During his time serving King Edward, he made good friends with John of Gaunt. They met sometime around 1357, both about the same age. The first of Chaucer s important poems came about as a result of his friendship with John. Book of Duchess was written in memory of Blanche, the Duchess of Lancaster, John s first wife. She died of the plague early in 1369. Chaucer decided to use the dream-vision form of poetry, which was made famous by the 13th century French poem, Roman De La Rose (Chesterton, 73). He translated the poem and incorporated some of its subject matter into his own works throughout his career. The use of dream-vision incorporated with his eulogy for the duchess was truly an original idea (Chesterton, 73). He also transformed the classic third person style of poetry and began using first person point of view, which he tends to use many times later in his career. Book of Duchess revealed his skill at presenting the rhythms of natural conversation within the borders of the Middle English language while still creating realistic characters (Gardner, 107).
These attributes once again present themselves in his next important work, Hous of Fame. It was over 2,000 lines and in dream vision form as well. This poem was never finished. It did however reveal his growing skill at writing poetry (Gardner, 117).
As his life passed by, he continued working as a diplomat for the King while continuing his poetic career. He later wrote his fourth and final dream vision work. Named the Legend of Good Women, it was more about the actions of bad men rather than what the title suggests. Though it was not very popular, the style used in that narrative was to be the framework of his next and most famous work, The Canterbury Tales.

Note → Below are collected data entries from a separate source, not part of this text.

//! JSON-RPC module for daemon communication.
//!
//! Provides the JSON-RPC 2.0 server implementation for:
//! - `generate_sound_effect`: Submit a text-to-sound-effect job
//! - `convert_voice`: Upload an audio file and submit a voice conversion
//! - `select_voice`: Choose the voice for a voice profile
//! - `cancel`: Cancel the job in flight
//! - `get_state`: Current orchestrator state
//! - `list_results`: Finished results, newest first
//! - `ping`: Health check
//! - `shutdown`: Graceful shutdown
//!
//! Notifications:
//! - `state_changed`: Orchestrator state transitions
//! - `throttle_notice`: The service is queueing requests
//! - `generation_complete`: A result was published
//! - `generation_error`: A submission or job failed

pub mod methods;
pub mod server;
pub mod types;

// Re-export commonly used types
pub use server::{run_server, send_notification, ServerState};
pub use types::{
    ConvertVoiceParams, GenerateSoundEffectParams, GenerationErrorParams, JsonRpcError,
    JsonRpcErrorResponse, JsonRpcNotification, JsonRpcRequest, JsonRpcResponse, RequestId,
    SubmitResult, ThrottleNoticeParams,
};
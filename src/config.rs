//! Orchestrator configuration module.
//!
//! Contains the runtime configuration: where the generation service lives,
//! how jobs are polled, and where downloaded audio is stored.

use serde::{Deserialize, Serialize};
use std::path::PathBuf;
use std::time::Duration;

/// Default interval between status queries.
pub const DEFAULT_POLL_INTERVAL: Duration = Duration::from_millis(500);

/// Default minimum balance required to start a generation.
pub const DEFAULT_MIN_CREDITS: u32 = 15;

/// Runtime configuration for the orchestrator.
///
/// Typically loaded from environment variables at startup, then
/// overridden by command-line arguments.
#[derive(Debug, Clone, Serialize, Deserialize)]
pub struct OrchestratorConfig {
    /// Base URL of the generation service.
    pub api_url: String,

    /// Bearer token sent with every service request.
    #[serde(skip_serializing)]
    pub api_key: Option<String>,

    /// Interval between status queries for an in-flight job.
    pub poll_interval: Duration,

    /// Give up polling after this long. None polls until a terminal status.
    pub max_poll_duration: Option<Duration>,

    /// Timeout applied to each HTTP request.
    pub request_timeout: Duration,

    /// Minimum balance required before any network call is made.
    pub min_credits: u32,

    /// Number of finished results kept in the playback registry.
    pub registry_capacity: usize,

    /// Directory for downloaded audio. If None, uses the platform cache location.
    pub download_path: Option<PathBuf>,

    /// Service tag attached to voice conversion results.
    pub voice_service: String,

    /// Selected voice per voice profile, as `(profile, voice_id)` pairs.
    pub voices: Vec<(String, String)>,
}

impl OrchestratorConfig {
    /// Creates a new OrchestratorConfig with default values.
    pub fn new() -> Self {
        Self::default()
    }

    /// Creates an OrchestratorConfig from environment variables.
    ///
    /// Reads the following environment variables:
    /// - `SOUNDGEN_API_URL` - Base URL of the generation service
    /// - `SOUNDGEN_API_KEY` - Bearer token for the service
    /// - `SOUNDGEN_POLL_INTERVAL_MS` - Status poll interval in milliseconds
    /// - `SOUNDGEN_MAX_POLL_SECS` - Upper bound on polling per job
    /// - `SOUNDGEN_REQUEST_TIMEOUT_SECS` - Per-request HTTP timeout
    /// - `SOUNDGEN_MIN_CREDITS` - Minimum balance to allow a submission
    /// - `SOUNDGEN_REGISTRY_CAPACITY` - Results kept for playback
    /// - `SOUNDGEN_DOWNLOAD_PATH` - Directory for downloaded audio
    /// - `SOUNDGEN_VOICE_SERVICE` - Service tag for voice conversions
    /// - `SOUNDGEN_VOICES` - Voice selections, `profile=voice_id,...`
    ///
    /// Falls back to defaults for unset or unparseable variables.
    pub fn from_env() -> Self {
        let mut config = Self::default();

        if let Ok(url) = std::env::var("SOUNDGEN_API_URL") {
            config.api_url = url;
        }

        if let Ok(key) = std::env::var("SOUNDGEN_API_KEY") {
            if !key.is_empty() {
                config.api_key = Some(key);
            }
        }

        if let Ok(ms) = std::env::var("SOUNDGEN_POLL_INTERVAL_MS") {
            if let Ok(ms) = ms.parse::<u64>() {
                if ms > 0 {
                    config.poll_interval = Duration::from_millis(ms);
                }
            }
        }

        if let Ok(secs) = std::env::var("SOUNDGEN_MAX_POLL_SECS") {
            if let Ok(secs) = secs.parse::<u64>() {
                if secs > 0 {
                    config.max_poll_duration = Some(Duration::from_secs(secs));
                }
            }
        }

        if let Ok(secs) = std::env::var("SOUNDGEN_REQUEST_TIMEOUT_SECS") {
            if let Ok(secs) = secs.parse::<u64>() {
                if secs > 0 {
                    config.request_timeout = Duration::from_secs(secs);
                }
            }
        }

        if let Ok(credits) = std::env::var("SOUNDGEN_MIN_CREDITS") {
            if let Ok(credits) = credits.parse::<u32>() {
                config.min_credits = credits;
            }
        }

        if let Ok(capacity) = std::env::var("SOUNDGEN_REGISTRY_CAPACITY") {
            if let Ok(capacity) = capacity.parse::<usize>() {
                if capacity > 0 {
                    config.registry_capacity = capacity;
                }
            }
        }

        if let Ok(path) = std::env::var("SOUNDGEN_DOWNLOAD_PATH") {
            config.download_path = Some(PathBuf::from(path));
        }

        if let Ok(service) = std::env::var("SOUNDGEN_VOICE_SERVICE") {
            if !service.is_empty() {
                config.voice_service = service;
            }
        }

        if let Ok(voices) = std::env::var("SOUNDGEN_VOICES") {
            config.voices = parse_voice_selections(&voices);
        }

        config
    }

    /// Returns the effective download path, using platform defaults if not specified.
    pub fn effective_download_path(&self) -> PathBuf {
        if let Some(ref path) = self.download_path {
            path.clone()
        } else {
            default_download_path()
        }
    }

    /// Validates the configuration.
    ///
    /// Returns an error message if validation fails, None otherwise.
    pub fn validate(&self) -> Option<String> {
        if self.api_url.is_empty() {
            return Some("api_url must not be empty".to_string());
        }

        if !self.api_url.starts_with("http://") && !self.api_url.starts_with("https://") {
            return Some(format!("api_url must be an http(s) URL, got {}", self.api_url));
        }

        if self.poll_interval.is_zero() {
            return Some("poll_interval must be > 0".to_string());
        }

        if let Some(max) = self.max_poll_duration {
            if max < self.poll_interval {
                return Some(format!(
                    "max_poll_duration ({:?}) is shorter than poll_interval ({:?})",
                    max, self.poll_interval
                ));
            }
        }

        if self.registry_capacity == 0 {
            return Some("registry_capacity must be > 0".to_string());
        }

        None
    }
}

impl Default for OrchestratorConfig {
    fn default() -> Self {
        Self {
            api_url: "http://127.0.0.1:8000".to_string(),
            api_key: None,
            poll_interval: DEFAULT_POLL_INTERVAL,
            max_poll_duration: None,
            request_timeout: Duration::from_secs(30),
            min_credits: DEFAULT_MIN_CREDITS,
            registry_capacity: 100,
            download_path: None,
            voice_service: "seedvc".to_string(),
            voices: Vec::new(),
        }
    }
}

/// Parses `profile=voice_id` pairs separated by commas.
///
/// Malformed entries are skipped.
pub fn parse_voice_selections(input: &str) -> Vec<(String, String)> {
    input
        .split(',')
        .filter_map(|entry| {
            let (profile, voice) = entry.split_once('=')?;
            let (profile, voice) = (profile.trim(), voice.trim());
            if profile.is_empty() || voice.is_empty() {
                return None;
            }
            Some((profile.to_string(), voice.to_string()))
        })
        .collect()
}

/// Returns the platform-specific default download path.
///
/// Uses the `directories` crate to find appropriate locations:
/// - macOS: ~/Library/Caches/soundgen/downloads
/// - Linux: ~/.cache/soundgen/downloads
/// - Windows: C:\Users\<user>\AppData\Local\soundgen\cache\downloads
fn default_download_path() -> PathBuf {
    if let Some(proj_dirs) = directories::ProjectDirs::from("", "", "soundgen") {
        proj_dirs.cache_dir().join("downloads")
    } else {
        PathBuf::from("./downloads")
    }
}

#[cfg(test)]
mod tests {
    use super::*;

    #[test]
    fn defaults() {
        let config = OrchestratorConfig::new();
        assert_eq!(config.poll_interval, Duration::from_millis(500));
        assert_eq!(config.min_credits, 15);
        assert!(config.max_poll_duration.is_none());
        assert_eq!(config.voice_service, "seedvc");
        assert!(config.validate().is_none());
    }

    #[test]
    fn config_validation() {
        let mut config = OrchestratorConfig::new();
        config.api_url = "ftp://example.com".to_string();
        assert!(config.validate().is_some());

        config.api_url = "https://api.example.com".to_string();
        assert!(config.validate().is_none());

        config.poll_interval = Duration::ZERO;
        assert!(config.validate().is_some());

        config.poll_interval = Duration::from_secs(1);
        config.max_poll_duration = Some(Duration::from_millis(100));
        assert!(config.validate().is_some());
    }

    #[test]
    fn voice_selection_parsing() {
        let voices = parse_voice_selections("seedvc=andreas, styletts2 = anaya ,broken,=x,y=");
        assert_eq!(
            voices,
            vec![
                ("seedvc".to_string(), "andreas".to_string()),
                ("styletts2".to_string(), "anaya".to_string()),
            ]
        );
    }

    #[test]
    fn effective_download_path() {
        let config = OrchestratorConfig::new();
        assert!(!config.effective_download_path().as_os_str().is_empty());

        let config = OrchestratorConfig {
            download_path: Some(PathBuf::from("/tmp/audio")),
            ..Default::default()
        };
        assert_eq!(config.effective_download_path(), PathBuf::from("/tmp/audio"));
    }

    #[test]
    fn api_key_is_not_serialized() {
        let config = OrchestratorConfig {
            api_key: Some("secret".to_string()),
            ..Default::default()
        };
        let json = serde_json::to_string(&config).unwrap();
        assert!(!json.contains("secret"));
    }
}
//! JSON-RPC types for the daemon protocol.

use std::path::PathBuf;

use serde::{Deserialize, Serialize};

use crate::error::{ErrorCode, OrchestratorError};
use crate::types::PlayableResult;

/// JSON-RPC version constant.
pub const JSONRPC_VERSION: &str = "2.0";

/// A JSON-RPC request ID.
#[derive(Debug, Clone, Serialize, Deserialize, PartialEq)]
#[serde(untagged)]
pub enum RequestId {
    Integer(i64),
    String(String),
}

impl From<i64> for RequestId {
    fn from(id: i64) -> Self {
        RequestId::Integer(id)
    }
}

impl From<String> for RequestId {
    fn from(id: String) -> Self {
        RequestId::String(id)
    }
}

/// A JSON-RPC request wrapper.
#[derive(Debug, Deserialize)]
pub struct JsonRpcRequest {
    pub jsonrpc: String,
    pub method: String,
    pub id: RequestId,
    #[serde(default)]
    pub params: serde_json::Value,
}

/// A JSON-RPC response wrapper.
#[derive(Debug, Serialize)]
pub struct JsonRpcResponse<T: Serialize> {
    pub jsonrpc: &'static str,
    pub id: RequestId,
    pub result: T,
}

impl<T: Serialize> JsonRpcResponse<T> {
    pub fn new(id: RequestId, result: T) -> Self {
        Self {
            jsonrpc: JSONRPC_VERSION,
            id,
            result,
        }
    }
}

/// A JSON-RPC error response.
#[derive(Debug, Serialize)]
pub struct JsonRpcErrorResponse {
    pub jsonrpc: &'static str,
    pub id: Option<RequestId>,
    pub error: JsonRpcError,
}

impl JsonRpcErrorResponse {
    pub fn new(id: Option<RequestId>, error: JsonRpcError) -> Self {
        Self {
            jsonrpc: JSONRPC_VERSION,
            id,
            error,
        }
    }
}

/// A JSON-RPC error object.
#[derive(Debug, Serialize)]
pub struct JsonRpcError {
    pub code: i32,
    pub message: String,
    #[serde(skip_serializing_if = "Option::is_none")]
    pub data: Option<JsonRpcErrorData>,
}

/// Extended error data for application-specific errors.
#[derive(Debug, Serialize)]
pub struct JsonRpcErrorData {
    pub error_code: String,
    #[serde(skip_serializing_if = "Option::is_none")]
    pub details: Option<String>,
}

impl JsonRpcError {
    /// Creates a parse error (-32700).
    pub fn parse_error(message: impl Into<String>) -> Self {
        Self {
            code: -32700,
            message: message.into(),
            data: None,
        }
    }

    /// Creates an invalid request error (-32600).
    pub fn invalid_request(message: impl Into<String>) -> Self {
        Self {
            code: -32600,
            message: message.into(),
            data: None,
        }
    }

    /// Creates a method not found error (-32601).
    pub fn method_not_found(method: &str) -> Self {
        Self {
            code: -32601,
            message: format!("Method not found: {}", method),
            data: None,
        }
    }

    /// Creates an invalid params error (-32602).
    pub fn invalid_params(message: impl Into<String>) -> Self {
        Self {
            code: -32602,
            message: message.into(),
            data: None,
        }
    }

    /// Creates an internal error (-32603).
    pub fn internal_error(message: impl Into<String>) -> Self {
        Self {
            code: -32603,
            message: message.into(),
            data: None,
        }
    }
}

/// Application error code for an orchestrator error, in the -32000 range.
pub fn rpc_error_code(code: ErrorCode) -> i32 {
    match code {
        ErrorCode::InsufficientBalance => -32000,
        ErrorCode::EmptyInput => -32001,
        ErrorCode::UnsupportedMediaType => -32002,
        ErrorCode::PayloadTooLarge => -32003,
        ErrorCode::UploadFailed => -32004,
        ErrorCode::SubmissionFailed => -32005,
        ErrorCode::PollingFailed => -32006,
        ErrorCode::GenericFailure => -32007,
        ErrorCode::JobInFlight => -32008,
        ErrorCode::VoiceUnavailable => -32009,
    }
}

impl From<&OrchestratorError> for JsonRpcError {
    fn from(err: &OrchestratorError) -> Self {
        Self {
            code: rpc_error_code(err.code),
            message: err.code.description().to_string(),
            data: Some(JsonRpcErrorData {
                error_code: err.code.as_str().to_string(),
                details: Some(err.message.clone()),
            }),
        }
    }
}

// ============================================================================
// Requests
// ============================================================================

/// Parameters for `generate_sound_effect`.
#[derive(Debug, Deserialize)]
pub struct GenerateSoundEffectParams {
    /// Description of the sound; truncated to the prompt limit.
    pub text: String,

    /// Caller's current credit balance.
    pub credits: u32,
}

/// Parameters for `convert_voice`.
#[derive(Debug, Deserialize)]
pub struct ConvertVoiceParams {
    /// Audio file to convert.
    pub path: PathBuf,

    /// Declared MIME type; inferred from the extension when omitted.
    pub content_type: Option<String>,

    /// Voice profile to resolve the target voice from; defaults to the
    /// configured voice service.
    pub profile: Option<String>,

    /// Caller's current credit balance.
    pub credits: u32,
}

/// Parameters for `select_voice`.
#[derive(Debug, Deserialize)]
pub struct SelectVoiceParams {
    pub profile: String,
    pub voice_id: String,
}

/// Response for an accepted submission.
#[derive(Debug, Serialize)]
pub struct SubmitResult {
    /// Job identifier assigned by the service.
    pub job_id: String,

    /// Whether the service reported throttling.
    pub throttled: bool,
}

/// Response for `list_results`, newest first.
#[derive(Debug, Serialize)]
pub struct ListResultsResult {
    pub results: Vec<PlayableResult>,
}

// ============================================================================
// Notifications
// ============================================================================

/// A JSON-RPC notification (no id field).
#[derive(Debug, Serialize)]
pub struct JsonRpcNotification<T: Serialize> {
    pub jsonrpc: &'static str,
    pub method: &'static str,
    pub params: T,
}

impl<T: Serialize> JsonRpcNotification<T> {
    pub fn new(method: &'static str, params: T) -> Self {
        Self {
            jsonrpc: JSONRPC_VERSION,
            method,
            params,
        }
    }
}

/// Notification sent when the service reports throttling.
#[derive(Debug, Serialize)]
pub struct ThrottleNoticeParams {
    pub job_id: String,
    pub message: String,
}

/// Notification sent when a submission or job fails.
#[derive(Debug, Serialize)]
pub struct GenerationErrorParams {
    /// Job that failed; absent when no job was created.
    #[serde(skip_serializing_if = "Option::is_none")]
    pub job_id: Option<String>,

    /// Error code.
    pub code: String,

    /// User-facing message.
    pub message: String,
}

#[cfg(test)]
mod tests {
    use super::*;

    #[test]
    fn request_id_from_int() {
        let id: RequestId = 42.into();
        assert_eq!(id, RequestId::Integer(42));
    }

    #[test]
    fn request_id_from_string() {
        let id: RequestId = "abc".to_string().into();
        assert_eq!(id, RequestId::String("abc".to_string()));
    }

    #[test]
    fn json_rpc_error_codes() {
        assert_eq!(JsonRpcError::parse_error("").code, -32700);
        assert_eq!(JsonRpcError::invalid_request("").code, -32600);
        assert_eq!(JsonRpcError::method_not_found("").code, -32601);
        assert_eq!(JsonRpcError::invalid_params("").code, -32602);
        assert_eq!(JsonRpcError::internal_error("").code, -32603);
    }

    #[test]
    fn orchestrator_error_maps_to_application_range() {
        let err = OrchestratorError::payload_too_large(60, 50);
        let rpc = JsonRpcError::from(&err);
        assert_eq!(rpc.code, -32003);
        let data = rpc.data.unwrap();
        assert_eq!(data.error_code, "PAYLOAD_TOO_LARGE");
        assert!(data.details.unwrap().contains("60"));
    }

    #[test]
    fn convert_voice_params_optional_fields() {
        let params: ConvertVoiceParams =
            serde_json::from_value(serde_json::json!({ "path": "/tmp/a.wav", "credits": 20 }))
                .unwrap();
        assert!(params.content_type.is_none());
        assert!(params.profile.is_none());
        assert_eq!(params.credits, 20);
    }

    #[test]
    fn error_params_omit_missing_job() {
        let params = GenerationErrorParams {
            job_id: None,
            code: "EMPTY_INPUT".to_string(),
            message: "m".to_string(),
        };
        let json = serde_json::to_value(&params).unwrap();
        assert!(json.get("job_id").is_none());
    }
}
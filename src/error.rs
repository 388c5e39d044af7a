//! Error types for the generation orchestrator.
//!
//! Every failure the orchestrator can surface maps to exactly one
//! [`ErrorCode`]. The code decides the single user-facing notification
//! text, so callers never pattern-match on messages.

use std::fmt;

use serde::{Serialize, Serializer};

use crate::config::DEFAULT_MIN_CREDITS;
use crate::types::JobKind;

/// Error codes surfaced by the orchestrator.
///
/// These codes appear in JSON-RPC error payloads and in failure
/// notifications, allowing clients to react to specific conditions.
#[derive(Debug, Clone, Copy, PartialEq, Eq, Hash)]
pub enum ErrorCode {
    /// Not enough credits to start a generation.
    /// Trigger: local balance below the minimum, or the service refused for lack of credits.
    InsufficientBalance,

    /// Text prompt is blank after trimming.
    EmptyInput,

    /// Audio file type is not one of the accepted formats.
    /// Trigger: declared type outside audio/mp3, audio/wav.
    UnsupportedMediaType,

    /// Audio file exceeds the upload size limit.
    /// Trigger: payload larger than 50 MiB.
    PayloadTooLarge,

    /// Obtaining an upload target or transferring the payload failed.
    UploadFailed,

    /// The generation service rejected or failed the submission.
    SubmissionFailed,

    /// A status query failed while a job was being polled.
    PollingFailed,

    /// The job finished in a failed state.
    GenericFailure,

    /// A submission was attempted while another job is still in flight.
    JobInFlight,

    /// No voice is selected for the requested voice profile.
    VoiceUnavailable,
}

impl ErrorCode {
    /// Returns the string representation of the error code.
    pub fn as_str(&self) -> &'static str {
        match self {
            ErrorCode::InsufficientBalance => "INSUFFICIENT_BALANCE",
            ErrorCode::EmptyInput => "EMPTY_INPUT",
            ErrorCode::UnsupportedMediaType => "UNSUPPORTED_MEDIA_TYPE",
            ErrorCode::PayloadTooLarge => "PAYLOAD_TOO_LARGE",
            ErrorCode::UploadFailed => "UPLOAD_FAILED",
            ErrorCode::SubmissionFailed => "SUBMISSION_FAILED",
            ErrorCode::PollingFailed => "POLLING_FAILED",
            ErrorCode::GenericFailure => "GENERIC_FAILURE",
            ErrorCode::JobInFlight => "JOB_IN_FLIGHT",
            ErrorCode::VoiceUnavailable => "VOICE_UNAVAILABLE",
        }
    }

    /// Returns a human-readable description of the error.
    pub fn description(&self) -> &'static str {
        match self {
            ErrorCode::InsufficientBalance => "Balance is below the minimum required for generation",
            ErrorCode::EmptyInput => "Text prompt is empty",
            ErrorCode::UnsupportedMediaType => "Audio file must be MP3 or WAV",
            ErrorCode::PayloadTooLarge => "Audio file exceeds the 50MB limit",
            ErrorCode::UploadFailed => "Failed to upload audio file to storage",
            ErrorCode::SubmissionFailed => "Generation service rejected the request",
            ErrorCode::PollingFailed => "Failed to query generation status",
            ErrorCode::GenericFailure => "Generation failed",
            ErrorCode::JobInFlight => "A generation is already in progress",
            ErrorCode::VoiceUnavailable => "No voice selected for conversion",
        }
    }

    /// Returns the notification text shown to the user for this error,
    /// assuming the default credit minimum.
    pub fn user_message(&self, kind: JobKind) -> String {
        self.user_message_with_minimum(kind, DEFAULT_MIN_CREDITS)
    }

    /// Returns the notification text shown to the user for this error.
    ///
    /// Transport-level failures after submission (`PollingFailed`) read the
    /// same as a failed job; the distinction only matters for diagnostics.
    pub fn user_message_with_minimum(&self, kind: JobKind, min_credits: u32) -> String {
        match self {
            ErrorCode::InsufficientBalance => format!(
                "Not enough credits! You need at least {} credits to {}.",
                min_credits,
                kind.action()
            ),
            ErrorCode::EmptyInput => "Describe your sound effect before generating.".to_string(),
            ErrorCode::UnsupportedMediaType => "Please select an MP3 or WAV file only".to_string(),
            ErrorCode::PayloadTooLarge => "File is too large. Max size is 50MB".to_string(),
            ErrorCode::UploadFailed
            | ErrorCode::SubmissionFailed
            | ErrorCode::PollingFailed
            | ErrorCode::GenericFailure => {
                format!("Failed to {}. Please try again.", kind.failure_action())
            }
            ErrorCode::JobInFlight => {
                "Please wait for the current generation to finish.".to_string()
            }
            ErrorCode::VoiceUnavailable => "Select a voice before converting.".to_string(),
        }
    }
}

impl fmt::Display for ErrorCode {
    fn fmt(&self, f: &mut fmt::Formatter<'_>) -> fmt::Result {
        write!(f, "{}", self.as_str())
    }
}

impl Serialize for ErrorCode {
    fn serialize<S: Serializer>(&self, serializer: S) -> std::result::Result<S::Ok, S::Error> {
        serializer.serialize_str(self.as_str())
    }
}

/// Main error type for orchestrator operations.
#[derive(Debug)]
pub struct OrchestratorError {
    /// The error code identifying the type of error.
    pub code: ErrorCode,
    /// Human-readable error message with context.
    pub message: String,
    /// Optional underlying cause of the error.
    pub source: Option<Box<dyn std::error::Error + Send + Sync>>,
}

impl OrchestratorError {
    /// Creates a new OrchestratorError with the given code and message.
    pub fn new(code: ErrorCode, message: impl Into<String>) -> Self {
        Self {
            code,
            message: message.into(),
            source: None,
        }
    }

    /// Creates a new OrchestratorError with an underlying cause.
    pub fn with_source(
        code: ErrorCode,
        message: impl Into<String>,
        source: impl std::error::Error + Send + Sync + 'static,
    ) -> Self {
        Self {
            code,
            message: message.into(),
            source: Some(Box::new(source)),
        }
    }

    /// Creates an INSUFFICIENT_BALANCE error for a local balance check.
    pub fn insufficient_balance(balance: u32, required: u32) -> Self {
        Self::new(
            ErrorCode::InsufficientBalance,
            format!("Balance {} is below the required {} credits", balance, required),
        )
    }

    /// Creates an EMPTY_INPUT error.
    pub fn empty_input() -> Self {
        Self::new(ErrorCode::EmptyInput, "Text prompt cannot be empty")
    }

    /// Creates an UNSUPPORTED_MEDIA_TYPE error.
    pub fn unsupported_media_type(content_type: &str) -> Self {
        Self::new(
            ErrorCode::UnsupportedMediaType,
            format!("Unsupported audio type: {}", content_type),
        )
    }

    /// Creates a PAYLOAD_TOO_LARGE error.
    pub fn payload_too_large(size: u64, limit: u64) -> Self {
        Self::new(
            ErrorCode::PayloadTooLarge,
            format!("Payload is {} bytes (maximum {})", size, limit),
        )
    }

    /// Creates a JOB_IN_FLIGHT error.
    pub fn job_in_flight() -> Self {
        Self::new(
            ErrorCode::JobInFlight,
            "Another generation is still in flight for this surface",
        )
    }

    /// Creates a VOICE_UNAVAILABLE error.
    pub fn voice_unavailable(profile_key: &str) -> Self {
        Self::new(
            ErrorCode::VoiceUnavailable,
            format!("No voice selected for profile '{}'", profile_key),
        )
    }

    /// Creates a POLLING_FAILED error for a poll that exceeded its time budget.
    pub fn polling_timed_out(job_id: &str, elapsed_sec: u64) -> Self {
        Self::new(
            ErrorCode::PollingFailed,
            format!("Job {} still pending after {}s", job_id, elapsed_sec),
        )
    }
}

impl fmt::Display for OrchestratorError {
    fn fmt(&self, f: &mut fmt::Formatter<'_>) -> fmt::Result {
        write!(f, "[{}] {}", self.code, self.message)
    }
}

impl std::error::Error for OrchestratorError {
    fn source(&self) -> Option<&(dyn std::error::Error + 'static)> {
        self.source
            .as_ref()
            .map(|e| e.as_ref() as &(dyn std::error::Error + 'static))
    }
}

/// Result type alias using OrchestratorError.
pub type Result<T> = std::result::Result<T, OrchestratorError>;
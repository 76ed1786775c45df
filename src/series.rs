use crate::{Ohlcv, Price, Result, TaError};

/// An ordered, immutable series of price/volume observations.
///
/// Storage is column-oriented: `high`, `low`, `close` and `volume` vectors
/// of equal length, indexed by position with time ascending. A series is
/// constructed once from caller data and borrowed read-only by every
/// indicator; derived output is always positionally aligned to it.
///
/// The series carries no market-data validation beyond column lengths:
/// ascending order and finite, non-negative values are the caller's
/// contract. Violating it produces nonsensical but defined output.
///
/// # Example
///
/// ```
/// use kumo_ta::PriceSeries;
///
/// let series = PriceSeries::from_columns(
///     vec![11.0, 12.0, 13.0], // high
///     vec![9.0, 10.0, 11.0],  // low
///     vec![10.0, 11.0, 12.0], // close
///     vec![100.0, 90.0, 80.0], // volume
/// )?;
///
/// assert_eq!(series.len(), 3);
/// assert_eq!(series.close(), &[10.0, 11.0, 12.0]);
/// # Ok::<(), kumo_ta::TaError>(())
/// ```
#[derive(Clone, Debug, PartialEq)]
pub struct PriceSeries {
    high: Vec<Price>,
    low: Vec<Price>,
    close: Vec<Price>,
    volume: Vec<f64>,
}

impl PriceSeries {
    /// Builds a series from caller bars, oldest first.
    #[must_use]
    pub fn from_bars<B: Ohlcv>(bars: &[B]) -> Self {
        Self {
            high: bars.iter().map(Ohlcv::high).collect(),
            low: bars.iter().map(Ohlcv::low).collect(),
            close: bars.iter().map(Ohlcv::close).collect(),
            volume: bars.iter().map(Ohlcv::volume).collect(),
        }
    }

    /// Builds a series from independent, positionally aligned columns.
    ///
    /// # Errors
    ///
    /// [`TaError::LengthMismatch`] if any column disagrees with `high` in
    /// length.
    pub fn from_columns(
        high: Vec<Price>,
        low: Vec<Price>,
        close: Vec<Price>,
        volume: Vec<f64>,
    ) -> Result<Self> {
        let len = high.len();
        for other in [low.len(), close.len(), volume.len()] {
            if other != len {
                return Err(TaError::LengthMismatch { left: len, right: other });
            }
        }

        Ok(Self { high, low, close, volume })
    }

    /// Series whose high, low and close columns all equal `close`, with zero
    /// volume. Convenient for close-only indicators (MACD, Bollinger Bands).
    #[must_use]
    pub fn from_close(close: Vec<Price>) -> Self {
        Self {
            high: close.clone(),
            low: close.clone(),
            volume: vec![0.0; close.len()],
            close,
        }
    }

    /// Number of observations.
    #[inline]
    #[must_use]
    pub fn len(&self) -> usize {
        self.close.len()
    }

    /// `true` if the series holds no observations.
    #[inline]
    #[must_use]
    pub fn is_empty(&self) -> bool {
        self.close.is_empty()
    }

    /// High column.
    #[inline]
    #[must_use]
    pub fn high(&self) -> &[Price] {
        &self.high
    }

    /// Low column.
    #[inline]
    #[must_use]
    pub fn low(&self) -> &[Price] {
        &self.low
    }

    /// Close column.
    #[inline]
    #[must_use]
    pub fn close(&self) -> &[Price] {
        &self.close
    }

    /// Volume column.
    #[inline]
    #[must_use]
    pub fn volume(&self) -> &[f64] {
        &self.volume
    }
}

The Canterbury Tales, written during the 1390 s, had an unusual framework. It was a long poem written as a collection of stories under the same, dominating theme. The story is about thirty men who agree to have a storytelling contest on their pilgrimage to the shrine of Thomas a Becket in Canterbury and back.
Chaucer never finishes the tales as he had planned. There is no mention of the return from Canterbury and not all the men on the pilgrimage tell a story. Because of the structure, however, the tales come together to present a complex variety of pilgrims.
In the closing of Tales , Chaucer explains that his, as well as everyone else s, concern for this world fades when compared to the prospect of the next world. He openly repents to God for his works of the pursuit of earthly vanities and possessions (Chesterton, 176). It exposes his religious devotion as he closes the last and finest of his works.
English Literature has truly been transformed by this literary legend. With the English written language being created in the 5th century, Literature has come a long way. Chaucer s poetic life emphasized and revolutionized poetry s structure and meaning. His works are a milestone in England s literary history.